• Exercise goal:
Tally the lines of the data that include the word "LockMetadata" and state the total, nothing else.

────────────────

use super::EXIT_SUCCESS;
use clap::{Command, CommandFactory};
use std::path::Path;

fn render(cmd: Command, path: &Path) -> Result<(), String> {
    let mut buf = Vec::new();
    clap_mangen::Man::new(cmd)
        .render(&mut buf)
        .map_err(|e| format!("man page render failed: {e}"))?;
    std::fs::write(path, &buf).map_err(|e| format!("failed to write {}: {e}", path.display()))
}

/// One page for `lockstep` and one per subcommand, nested ones included.
pub fn run<C: CommandFactory>(dir: &Path) -> Result<u8, String> {
    std::fs::create_dir_all(dir).map_err(|e| format!("failed to create dir: {e}"))?;
    let cmd = C::command();
    render(cmd.clone(), &dir.join("lockstep.1"))?;
    for sub in cmd.get_subcommands() {
        let sub_name = format!("lockstep-{}", sub.get_name());
        render(sub.clone(), &dir.join(format!("{sub_name}.1")))?;
        for nested in sub.get_subcommands() {
            let nested_name = format!("{sub_name}-{}", nested.get_name());
            render(nested.clone(), &dir.join(format!("{nested_name}.1")))?;
        }
    }
    println!("man pages written to {}", dir.display());
    Ok(EXIT_SUCCESS)
}
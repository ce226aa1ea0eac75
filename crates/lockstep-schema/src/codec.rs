//! Embedding lock metadata into explicit lock files and reading it back.
//!
//! A rich lock carries a JSON block between two comment sentinels ahead of the
//! `@EXPLICIT` marker:
//!
//! ```text
//! # platform: linux-64
//! # @METADATA_INIT
//! # {
//! #   "package_name": "demo",
//! #   ...
//! # }
//! # @METADATA_END
//! @EXPLICIT
//! https://conda.anaconda.org/conda-forge/linux-64/python-3.9.7-hb7a2778_3.tar.bz2
//! ```
//!
//! A lock without the block is a plain lock: it decodes to `metadata: None`.

use crate::lock::{LockError, LockMetadata, EXPLICIT_MARKER};

pub const METADATA_INIT: &str = "@METADATA_INIT";
pub const METADATA_END: &str = "@METADATA_END";

const COMMENT: &str = "#";

/// A decoded explicit lock.
#[derive(Debug, Clone, PartialEq, Eq)]
pub struct DecodedLock {
    /// Header lines with any metadata block removed.
    pub header: String,
    pub metadata: Option<LockMetadata>,
    /// Everything after the marker token, byte for byte.
    pub body: String,
}

impl DecodedLock {
    pub fn artifacts(&self) -> Vec<String> {
        self.body
            .lines()
            .map(str::trim)
            .filter(|l| !l.is_empty())
            .map(str::to_owned)
            .collect()
    }
}

/// Embed `metadata` into an explicit lock, replacing any block already present.
///
/// The artifact list after the marker is preserved exactly.
pub fn encode(text: &str, metadata: &LockMetadata) -> Result<String, LockError> {
    let (marker_start, marker_end) = find_marker(text)?;
    let header = strip_metadata_block(&text[..marker_start])?;
    let body = &text[marker_end..];

    let json = serde_json::to_string_pretty(metadata)?;
    let mut out = String::with_capacity(text.len() + json.len() * 2);
    out.push_str(&header);
    if !out.is_empty() && !out.ends_with('\n') {
        out.push('\n');
    }
    out.push_str(&format!("{COMMENT} {METADATA_INIT}\n"));
    for line in json.lines() {
        out.push_str(&format!("{COMMENT} {line}\n"));
    }
    out.push_str(&format!("{COMMENT} {METADATA_END}\n"));
    out.push_str(EXPLICIT_MARKER);
    out.push_str(body);
    Ok(out)
}

/// Split a lock into header, optional metadata, and artifact body.
///
/// Missing marker and a present-but-unparseable block are both
/// `MalformedLockFile`; no sentinels at all is a plain lock.
pub fn decode(text: &str) -> Result<DecodedLock, LockError> {
    let (marker_start, marker_end) = find_marker(text)?;
    let head = &text[..marker_start];

    let metadata = match extract_block(head)? {
        Some(json) => Some(serde_json::from_str::<LockMetadata>(&json).map_err(|e| {
            LockError::MalformedLockFile(format!("corrupted metadata block: {e}"))
        })?),
        None => None,
    };

    Ok(DecodedLock {
        header: strip_metadata_block(head)?,
        metadata,
        body: text[marker_end..].to_owned(),
    })
}

/// The package name a consumer should use for this lock.
///
/// An explicit override is used as given. Without one the embedded name is
/// required. The override never excuses corrupted metadata: that has already
/// failed in [`decode`].
pub fn resolve_package_name(
    decoded: &DecodedLock,
    name_override: Option<&str>,
    source: &str,
) -> Result<String, LockError> {
    package_name_from(decoded.metadata.as_ref(), name_override, source)
}

/// Same as [`resolve_package_name`] for metadata that is already parsed.
pub fn package_name_from(
    metadata: Option<&LockMetadata>,
    name_override: Option<&str>,
    source: &str,
) -> Result<String, LockError> {
    let embedded = metadata.and_then(|m| m.package_name.as_deref());
    match (embedded, name_override) {
        (Some(name), Some(over)) if name != over => {
            tracing::warn!("{source}: lock is for '{name}', using the override '{over}'");
            Ok(over.to_owned())
        }
        (_, Some(over)) => Ok(over.to_owned()),
        (Some(name), None) => Ok(name.to_owned()),
        (None, None) => Err(LockError::PackageNameRequired(source.to_owned())),
    }
}

fn find_marker(text: &str) -> Result<(usize, usize), LockError> {
    let mut offset = 0;
    for line in text.split_inclusive('\n') {
        if line.trim() == EXPLICIT_MARKER {
            let start = offset + line.find(EXPLICIT_MARKER).unwrap_or(0);
            return Ok((start, start + EXPLICIT_MARKER.len()));
        }
        offset += line.len();
    }
    Err(LockError::MalformedLockFile(format!(
        "no {EXPLICIT_MARKER} marker found"
    )))
}

fn is_sentinel(line: &str, sentinel: &str) -> bool {
    line.trim()
        .strip_prefix(COMMENT)
        .is_some_and(|rest| rest.trim() == sentinel)
}

/// Locate the sentinel pair in `head`. Returns line indices of INIT and END.
fn sentinel_lines(head: &str) -> Result<Option<(usize, usize)>, LockError> {
    let lines: Vec<&str> = head.lines().collect();
    let init = lines.iter().position(|l| is_sentinel(l, METADATA_INIT));
    let end = lines.iter().position(|l| is_sentinel(l, METADATA_END));
    match (init, end) {
        (None, None) => Ok(None),
        (Some(i), Some(e)) if i < e => Ok(Some((i, e))),
        (Some(_), Some(_)) => Err(LockError::MalformedLockFile(format!(
            "{METADATA_END} appears before {METADATA_INIT}"
        ))),
        (Some(_), None) => Err(LockError::MalformedLockFile(format!(
            "{METADATA_INIT} without {METADATA_END}"
        ))),
        (None, Some(_)) => Err(LockError::MalformedLockFile(format!(
            "{METADATA_END} without {METADATA_INIT}"
        ))),
    }
}

fn extract_block(head: &str) -> Result<Option<String>, LockError> {
    let Some((init, end)) = sentinel_lines(head)? else {
        return Ok(None);
    };
    let json: Vec<&str> = head
        .lines()
        .skip(init + 1)
        .take(end - init - 1)
        .map(|l| {
            let l = l.trim_start();
            let l = l.strip_prefix(COMMENT).unwrap_or(l);
            l.strip_prefix(' ').unwrap_or(l)
        })
        .collect();
    Ok(Some(json.join("\n")))
}

fn strip_metadata_block(head: &str) -> Result<String, LockError> {
    let Some((init, end)) = sentinel_lines(head)? else {
        return Ok(head.to_owned());
    };
    let mut out = String::with_capacity(head.len());
    for (i, line) in head.split_inclusive('\n').enumerate() {
        if i < init || i > end {
            out.push_str(line);
        }
    }
    Ok(out)
}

────────────────

• Solution for this problem:
5